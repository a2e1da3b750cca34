// src/cli/handlers/commons.rs

//! Helpers shared by several handlers.

use anyhow::{Result, anyhow};
use colored::Colorize;
use dialoguer::{Select, theme::ColorfulTheme};
use std::path::PathBuf;

use crate::{models::Entry, state::AppContext};

/// Finds the entry called `name`, or lets the user pick one when no name was given.
pub fn resolve_entry(ctx: &AppContext, name: Option<String>) -> Result<Entry> {
    let name = match name {
        Some(name) => name,
        None => select_entry_name(ctx)?,
    };
    ctx.registry
        .get(&name)
        .cloned()
        .ok_or_else(|| anyhow!(t!("error.script_not_found"), name = name))
}

fn select_entry_name(ctx: &AppContext) -> Result<String> {
    let entries = ctx.registry.entries();
    if entries.is_empty() {
        return Err(anyhow!(t!("error.registry_empty")));
    }
    let names: Vec<&str> = entries.iter().map(|e| e.name.as_str()).collect();
    let selection = Select::with_theme(&ColorfulTheme::default())
        .with_prompt(t!("common.prompt.select_script"))
        .items(&names)
        .default(0)
        .interact()?;
    names
        .get(selection)
        .map(|name| name.to_string())
        .ok_or_else(|| anyhow!(t!("error.registry_empty")))
}

/// Prints the registry's line-level problems as warnings.
pub fn report_defects(ctx: &AppContext) {
    let defects = ctx.registry.defects();
    if defects.is_empty() {
        return;
    }
    eprintln!(
        "\n{}",
        format!(
            t!("common.warning.registry_defects"),
            path = ctx.registry.file().display()
        )
        .yellow()
    );
    for defect in defects {
        eprintln!("  - {}", defect);
    }
}

/// The error shown when an update matched no line: the registry changed under us.
pub fn stale_entry(name: &str) -> anyhow::Error {
    anyhow!(t!("error.stale_entry"), name = name)
}

/// Expands `~` and makes existing paths absolute so the registry does not depend on
/// the directory the command was started from.
pub fn absolutize(raw: &str) -> PathBuf {
    let expanded = PathBuf::from(shellexpand::tilde(raw.trim()).into_owned());
    dunce::canonicalize(&expanded).unwrap_or(expanded)
}

/// Prints the standard success line.
pub fn print_success(message: &str) {
    println!("\n{} {}", t!("common.success").green().bold(), message);
}

#[cfg(test)]
mod tests {
    use super::*;
    use tempfile::tempdir;

    #[test]
    fn test_absolutize_keeps_missing_paths_and_expands_home() {
        let home = dirs::home_dir().unwrap();
        assert_eq!(
            absolutize("~/not-there-3c1e/x.py"),
            home.join("not-there-3c1e/x.py")
        );
    }

    #[test]
    fn test_absolutize_canonicalizes_existing_paths() {
        let dir = tempdir().unwrap();
        let file = dir.path().join("a.py");
        std::fs::write(&file, "").unwrap();
        let indirect = format!("{}/./a.py", dir.path().display());
        assert_eq!(absolutize(&indirect), dunce::canonicalize(&file).unwrap());
    }

    #[test]
    fn test_resolve_entry_by_name() {
        let dir = tempdir().unwrap();
        let paths = crate::core::paths::DataPaths::new(dir.path());
        let ctx = AppContext::open(paths, Default::default()).unwrap();

        assert_eq!(resolve_entry(&ctx, Some("Example".into())).unwrap().name, "Example");
        let err = resolve_entry(&ctx, Some("Nope".into())).unwrap_err();
        assert!(err.to_string().contains("Nope"));
    }
}
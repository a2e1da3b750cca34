// src/core/settings.rs

//! Loading of `settings.toml`.

use std::fs;
use thiserror::Error;

use crate::core::commons::write_atomic;
use crate::core::paths::DataPaths;
use crate::models::Settings;

/// Errors raised while loading `settings.toml`.
#[derive(Error, Debug)]
pub enum SettingsError {
    /// The file or its directory could not be read or written.
    #[error("Filesystem Error: {0}")]
    Io(#[from] std::io::Error),
    /// The file is not valid TOML or has unknown fields.
    #[error("Failed to parse settings.toml: {0}")]
    TomlParse(#[from] toml::de::Error),
    /// The defaults could not be rendered.
    #[error("Failed to serialize settings to TOML: {0}")]
    TomlSerialize(#[from] toml::ser::Error),
}

/// Loads `settings.toml` from the data directory, writing the defaults there first if the
/// file does not exist yet.
pub fn load_settings(paths: &DataPaths) -> Result<Settings, SettingsError> {
    let settings_path = paths.settings_file();
    if !settings_path.exists() {
        let defaults = Settings::default();
        let toml_string = toml::to_string_pretty(&defaults)?;
        fs::create_dir_all(paths.root())?;
        write_atomic(&settings_path, &toml_string)?;
        log::debug!("Wrote default settings to '{}'", settings_path.display());
        Ok(defaults)
    } else {
        let content = fs::read_to_string(&settings_path)?;
        Ok(toml::from_str(&content)?)
    }
}
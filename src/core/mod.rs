// src/core/mod.rs

//! Registry storage and everything it is built on. Nothing in here spawns processes.

pub mod bootstrap;
pub mod codec;
pub mod commons;
pub mod counter;
pub mod paths;
pub mod registry;
pub mod settings;
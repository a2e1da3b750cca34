// src/cli/handlers/interpreter.rs

use anyhow::Result;
use clap::Parser;
use colored::*;
use dialoguer::{Input, theme::ColorfulTheme};

use crate::{
    cli::handlers::commons, models::normalize_interpreter, state::AppContext,
    system::executor::activation_script,
};

#[derive(Parser, Debug, Default)]
#[command(
    no_binary_name = true,
    about = "Sets the virtual-environment interpreter of a script ('none' for the global one)."
)]
struct InterpreterArgs {
    /// Name of the script. Prompted for if omitted.
    name: Option<String>,
    /// Interpreter inside a virtual environment, or `none`. Prompted for if omitted.
    interpreter: Option<String>,
}

/// Sets the interpreter of an entry, or clears it with `none`.
pub fn handle(args: Vec<String>, ctx: &mut AppContext) -> Result<()> {
    let interp_args = InterpreterArgs::try_parse_from(&args)?;
    let entry = commons::resolve_entry(ctx, interp_args.name)?;

    let raw = match interp_args.interpreter {
        Some(value) => value,
        None => Input::with_theme(&ColorfulTheme::default())
            .with_prompt(t!("interpreter.prompt.path"))
            .default("none".to_string())
            .interact_text()?,
    };

    // Sentinels pass through untouched; real paths are made absolute.
    let value = match normalize_interpreter(&raw) {
        Some(_) => commons::absolutize(&raw).to_string_lossy().into_owned(),
        None => raw.clone(),
    };

    if let Some(path) = normalize_interpreter(&value) {
        if !path.is_file() {
            eprintln!(
                "\n{}",
                format!(t!("interpreter.warning.missing"), path = path.display()).yellow()
            );
        } else if !activation_script(&path).is_file() {
            eprintln!(
                "\n{}",
                format!(
                    t!("interpreter.warning.no_activate"),
                    path = activation_script(&path).display()
                )
                .yellow()
            );
        }
    }

    if !ctx.registry.update_interpreter(&entry, &value)? {
        ctx.registry.load()?;
        return Err(commons::stale_entry(&entry.name));
    }

    let label = ctx
        .registry
        .get(&entry.name)
        .map(|e| e.interpreter_label())
        .unwrap_or_default();
    commons::print_success(&format!(
        t!("interpreter.success"),
        name = entry.name.cyan(),
        label = label
    ));
    Ok(())
}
***
| TASK OBJECTIVE |
Copy each entry above exactly, leaving nothing out.

| RESULT OF THIS EXERCISE |
repository a2e1da3b750cca34
// src/cli/handlers/commons.rs

//! Helpers shared by several handlers.

use anyhow::{Result, anyhow};
use colored::Colorize;
use dialoguer::{Select, theme::ColorfulTheme};
use std::path::PathBuf;

use crate::{models::Entry, state::AppContext};

/// Finds the entry called `name`, or lets the user pick one when no name was given.
pub fn resolve_entry(ctx: &AppContext, name: Option<String>) -> Result<Entry> {
    let name = match name {
        Some(name) => name,
        None => select_entry_name(ctx)?,
    };
    ctx.registry
        .get(&name)
        .cloned()
        .ok_or_else(|| anyhow!(t!("error.script_not_found"), name = name))
}

fn select_entry_name(ctx: &AppContext) -> Result<String> {
    let entries = ctx.registry.entries();
    if entries.is_empty() {
        return Err(anyhow!(t!("error.registry_empty")));
    }
    let names: Vec<&str> = entries.iter().map(|e| e.name.as_str()).collect();
    let selection = Select::with_theme(&ColorfulTheme::default())
        .with_prompt(t!("common.prompt.select_script"))
        .items(&names)
        .default(0)
        .interact()?;
    names
        .get(selection)
        .map(|name| name.to_string())
        .ok_or_else(|| anyhow!(t!("error.registry_empty")))
}

/// Prints the registry's line-level problems as warnings.
pub fn report_defects(ctx: &AppContext) {
    let defects = ctx.registry.defects();
    if defects.is_empty() {
        return;
    }
    eprintln!(
        "\n{}",
        format!(
            t!("common.warning.registry_defects"),
            path = ctx.registry.file().display()
        )
        .yellow()
    );
    for defect in defects {
        eprintln!("  - {}", defect);
    }
}

/// The error shown when an update matched no line: the registry changed under us.
pub fn stale_entry(name: &str) -> anyhow::Error {
    anyhow!(t!("error.stale_entry"), name = name)
}

/// Expands `~` and makes existing paths absolute so the registry does not depend on
/// the directory the command was started from.
pub fn absolutize(raw: &str) -> PathBuf {
    let expanded = PathBuf::from(shellexpand::tilde(raw.trim()).into_owned());
    dunce::canonicalize(&expanded).unwrap_or(expanded)
}

/// Prints the standard success line.
pub fn print_success(message: &str) {
    println!("\n{} {}", t!("common.success").green().bold(), message);
}

#[cfg(test)]
mod tests {
    use super::*;
    use tempfile::tempdir;

    #[test]
    fn test_absolutize_keeps_missing_paths_and_expands_home() {
        let home = dirs::home_dir().unwrap();
        assert_eq!(
            absolutize("~/not-there-3c1e/x.py"),
            home.join("not-there-3c1e/x.py")
        );
    }

    #[test]
    fn test_absolutize_canonicalizes_existing_paths() {
        let dir = tempdir().unwrap();
        let file = dir.path().join("a.py");
        std::fs::write(&file, "").unwrap();
        let indirect = format!("{}/./a.py", dir.path().display());
        assert_eq!(absolutize(&indirect), dunce::canonicalize(&file).unwrap());
    }

    #[test]
    fn test_resolve_entry_by_name() {
        let dir = tempdir().unwrap();
        let paths = crate::core::paths::DataPaths::new(dir.path());
        let ctx = AppContext::open(paths, Default::default()).unwrap();

        assert_eq!(resolve_entry(&ctx, Some("Example".into())).unwrap().name, "Example");
        let err = resolve_entry(&ctx, Some("Nope".into())).unwrap_err();
        assert!(err.to_string().contains("Nope"));
    }
}
repository a2e1da3b750cca34
// src/core/settings.rs

//! Loading of `settings.toml`.

use std::fs;
use thiserror::Error;

use crate::core::commons::write_atomic;
use crate::core::paths::DataPaths;
use crate::models::Settings;

/// Errors raised while loading `settings.toml`.
#[derive(Error, Debug)]
pub enum SettingsError {
    /// The file or its directory could not be read or written.
    #[error("Filesystem Error: {0}")]
    Io(#[from] std::io::Error),
    /// The file is not valid TOML or has unknown fields.
    #[error("Failed to parse settings.toml: {0}")]
    TomlParse(#[from] toml::de::Error),
    /// The defaults could not be rendered.
    #[error("Failed to serialize settings to TOML: {0}")]
    TomlSerialize(#[from] toml::ser::Error),
}

/// Loads `settings.toml` from the data directory, writing the defaults there first if the
/// file does not exist yet.
pub fn load_settings(paths: &DataPaths) -> Result<Settings, SettingsError> {
    let settings_path = paths.settings_file();
    if !settings_path.exists() {
        let defaults = Settings::default();
        let toml_string = toml::to_string_pretty(&defaults)?;
        fs::create_dir_all(paths.root())?;
        write_atomic(&settings_path, &toml_string)?;
        log::debug!("Wrote default settings to '{}'", settings_path.display());
        Ok(defaults)
    } else {
        let content = fs::read_to_string(&settings_path)?;
        Ok(toml::from_str(&content)?)
    }
}
filename src/core/mod.rs
// src/core/mod.rs

//! Registry storage and everything it is built on. Nothing in here spawns processes.

pub mod bootstrap;
pub mod codec;
pub mod commons;
pub mod counter;
pub mod paths;
pub mod registry;
pub mod settings;
repository a2e1da3b750cca34
// src/cli/handlers/interpreter.rs

use anyhow::Result;
use clap::Parser;
use colored::*;
use dialoguer::{Input, theme::ColorfulTheme};

use crate::{
    cli::handlers::commons, models::normalize_interpreter, state::AppContext,
    system::executor::activation_script,
};

#[derive(Parser, Debug, Default)]
#[command(
    no_binary_name = true,
    about = "Sets the virtual-environment interpreter of a script ('none' for the global one)."
)]
struct InterpreterArgs {
    /// Name of the script. Prompted for if omitted.
    name: Option<String>,
    /// Interpreter inside a virtual environment, or `none`. Prompted for if omitted.
    interpreter: Option<String>,
}

/// Sets the interpreter of an entry, or clears it with `none`.
pub fn handle(args: Vec<String>, ctx: &mut AppContext) -> Result<()> {
    let interp_args = InterpreterArgs::try_parse_from(&args)?;
    let entry = commons::resolve_entry(ctx, interp_args.name)?;

    let raw = match interp_args.interpreter {
        Some(value) => value,
        None => Input::with_theme(&ColorfulTheme::default())
            .with_prompt(t!("interpreter.prompt.path"))
            .default("none".to_string())
            .interact_text()?,
    };

    // Sentinels pass through untouched; real paths are made absolute.
    let value = match normalize_interpreter(&raw) {
        Some(_) => commons::absolutize(&raw).to_string_lossy().into_owned(),
        None => raw.clone(),
    };

    if let Some(path) = normalize_interpreter(&value) {
        if !path.is_file() {
            eprintln!(
                "\n{}",
                format!(t!("interpreter.warning.missing"), path = path.display()).yellow()
            );
        } else if !activation_script(&path).is_file() {
            eprintln!(
                "\n{}",
                format!(
                    t!("interpreter.warning.no_activate"),
                    path = activation_script(&path).display()
                )
                .yellow()
            );
        }
    }

    if !ctx.registry.update_interpreter(&entry, &value)? {
        ctx.registry.load()?;
        return Err(commons::stale_entry(&entry.name));
    }

    let label = ctx
        .registry
        .get(&entry.name)
        .map(|e| e.interpreter_label())
        .unwrap_or_default();
    commons::print_success(&format!(
        t!("interpreter.success"),
        name = entry.name.cyan(),
        label = label
    ));
    Ok(())
}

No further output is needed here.